Nasdaq officials stressed the idea that SuperMontage, if approved, will be a completely voluntary system, ECNs being required to do nothing but display their top of book orders, as they are currently required to do by law. One Nasdaq official attempted to explain why some ECNs are up in arms over the proposal.
"There are about 700 market makers, and we are going to give every one of them a chance to display an order directly without going to an ECN. So you have seven anointed systems ECNs that can display customers limit orders now, and we are going to give the capacity to display 700 new market-making participants," says the official. "Of course, they don't want 700 new competitors in that part of their business."
But a Nasdaq official gave a somewhat conflicting explanation as to why Nasdaq is not in competition with ECNs over order execution. "They do in a sense, just in the way Merrill Lynch does in a sense, compete with us for trade executions. When Merrill Lynch internalizes two customers' orders and trade reports it to us, that's just the way it is. When an ECN executes two customers' orders and trade reports it to us, that's just the way it is. If they want to be an exchange then they really are a competitor, because they go into another set of our revenue streams, which is the ability for us to charge for quotation data."

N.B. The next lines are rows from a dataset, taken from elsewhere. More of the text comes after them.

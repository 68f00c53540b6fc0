/// quick start - minimal example to get started
use microloan_ledger::chrono::NaiveDate;
use microloan_ledger::{AmortizationSchedule, Decimal, LoanTerms, Money, Rate};

fn main() -> Result<(), Box<dyn std::error::Error>> {
    // S/ 1,000 over three months at 24% a year
    let terms = LoanTerms::new(
        Money::from_major(1_000),
        Rate::from_percent(Decimal::from(24)),
        NaiveDate::from_ymd_opt(2025, 1, 1).ok_or("bad date")?,
        3,
    )?;

    let schedule = AmortizationSchedule::generate(terms)?;
    for installment in &schedule.installments {
        println!(
            "#{} {} {}",
            installment.installment_number, installment.due_date, installment.amount
        );
    }

    Ok(())
}
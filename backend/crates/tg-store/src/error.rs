use std::panic::Location;

use error_location::ErrorLocation;
use thiserror::Error;

#[derive(Error, Debug)]
pub enum StoreError {
    #[error("SQLx error: {source} {location}")]
    Sqlx {
        source: sqlx::Error,
        location: ErrorLocation,
    },

    #[error("Migration error: {message} {location}")]
    Migration {
        message: String,
        location: ErrorLocation,
    },

    #[error("Store operation '{operation}' timed out after {timeout_ms}ms {location}")]
    Timeout {
        operation: &'static str,
        timeout_ms: u64,
        location: ErrorLocation,
    },

    #[error("Failed to (de)serialize entry '{key}': {source} {location}")]
    Serialization {
        key: String,
        #[source]
        source: serde_json::Error,
        location: ErrorLocation,
    },

    #[error("Store unavailable: {message} {location}")]
    Unavailable {
        message: String,
        location: ErrorLocation,
    },
}

impl StoreError {
    #[track_caller]
    pub fn unavailable<S: Into<String>>(message: S) -> Self {
        Self::Unavailable {
            message: message.into(),
            location: ErrorLocation::from(Location::caller()),
        }
    }

    /// Whether the failure is transient infrastructure trouble rather than bad data.
    pub fn is_retryable(&self) -> bool {
        match self {
            Self::Sqlx { source, .. } => !matches!(
                source,
                sqlx::Error::ColumnDecode { .. } | sqlx::Error::Decode(_) | sqlx::Error::TypeNotFound { .. }
            ),
            Self::Timeout { .. } | Self::Unavailable { .. } => true,
            Self::Migration { .. } | Self::Serialization { .. } => false,
        }
    }
}

impl From<sqlx::Error> for StoreError {
    #[track_caller]
    fn from(source: sqlx::Error) -> Self {
        Self::Sqlx {
            source,
            location: ErrorLocation::from(Location::caller()),
        }
    }
}

impl From<sqlx::migrate::MigrateError> for StoreError {
    #[track_caller]
    fn from(e: sqlx::migrate::MigrateError) -> Self {
        Self::Migration {
            message: e.to_string(),
            location: ErrorLocation::from(Location::caller()),
        }
    }
}

pub type Result<T> = std::result::Result<T, StoreError>;
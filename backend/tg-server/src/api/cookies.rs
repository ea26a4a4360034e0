use std::time::Duration;

use axum_extra::extract::cookie::{Cookie, SameSite};

/// HTTP-only cookie carrying the access token.
///
/// Lives exactly as long as the token inside it.
pub fn access_cookie(name: &str, token: &str, max_age: Duration, secure: bool) -> Cookie<'static> {
    let max_age = time::Duration::seconds(i64::try_from(max_age.as_secs()).unwrap_or(i64::MAX));

    Cookie::build((name.to_string(), token.to_string()))
        .http_only(true)
        .secure(secure)
        .same_site(SameSite::Lax)
        .path("/")
        .max_age(max_age)
        .build()
}

/// Expired, empty cookie that makes the browser drop the session.
pub fn clear_access_cookie(name: &str, secure: bool) -> Cookie<'static> {
    Cookie::build((name.to_string(), String::new()))
        .http_only(true)
        .secure(secure)
        .same_site(SameSite::Lax)
        .path("/")
        .max_age(time::Duration::ZERO)
        .build()
}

Toward the end of the briefing, Chairman and CEO of the NASD Frank Zarb spoke about the evolution of securities markets, saying SuperMontage was a necessary and inevitable step in the right direction for all investors. According to Zarb, that step, which currently awaits an SEC decision, has taken much effort. "It's almost 11 months since we submitted this thing. It goes out for comment, the comments come back, we answer the comments, we make some changes and answer the comments, the comment period is over. Then, there's another period of ...whatever you call it, and now we're back into a comment period."